[RFC] Plan Execute & Reflect Agent

Summary

This RFC proposes a new ML-Commons agent type, plan_execute_and_reflect, which breaks down complex user tasks into discrete steps, executes them via a lightweight executor (Conversational ReAct) agent, and dynamically refines its plan based on intermediate results. This separation of planning and execution leverages specialized LLMs and supports both step-wise and batch re-evaluation strategies.

Motivation

As AI-driven workflows grow more complex, single-turn agents struggle to orchestrate multi-step logic reliably.
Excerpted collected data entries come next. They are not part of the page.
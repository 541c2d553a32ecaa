//! Domain models and ports for the Quadra client.
//!
//! This crate holds everything the application layer reasons about
//! without touching the network or the filesystem: the session and role
//! model, the closed set of screens, the backend entity mirrors, the
//! shared error taxonomy, the credential persistence port, and the
//! reusable interaction state machines.

pub mod credential;
pub mod error;
pub mod event;
pub mod host_application;
pub mod interaction;
pub mod screen;
pub mod session;
pub mod user;

// Re-export common error type
pub use error::{QuadraError, Result};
OpenSearch ML-Commons currently lacks a standardized long-running agent capable of:

Decomposing user objectives into actionable sub-tasks
Executing each sub-task efficiently
Adapting the plan in-flight based on partial results
Maintaining history and supporting asynchronous execution

By introducing a plan_execute_and_reflect agent, ML-Commons users gain a flexible, extensible framework for advanced, multi-step interactions with OpenSearch and external tools.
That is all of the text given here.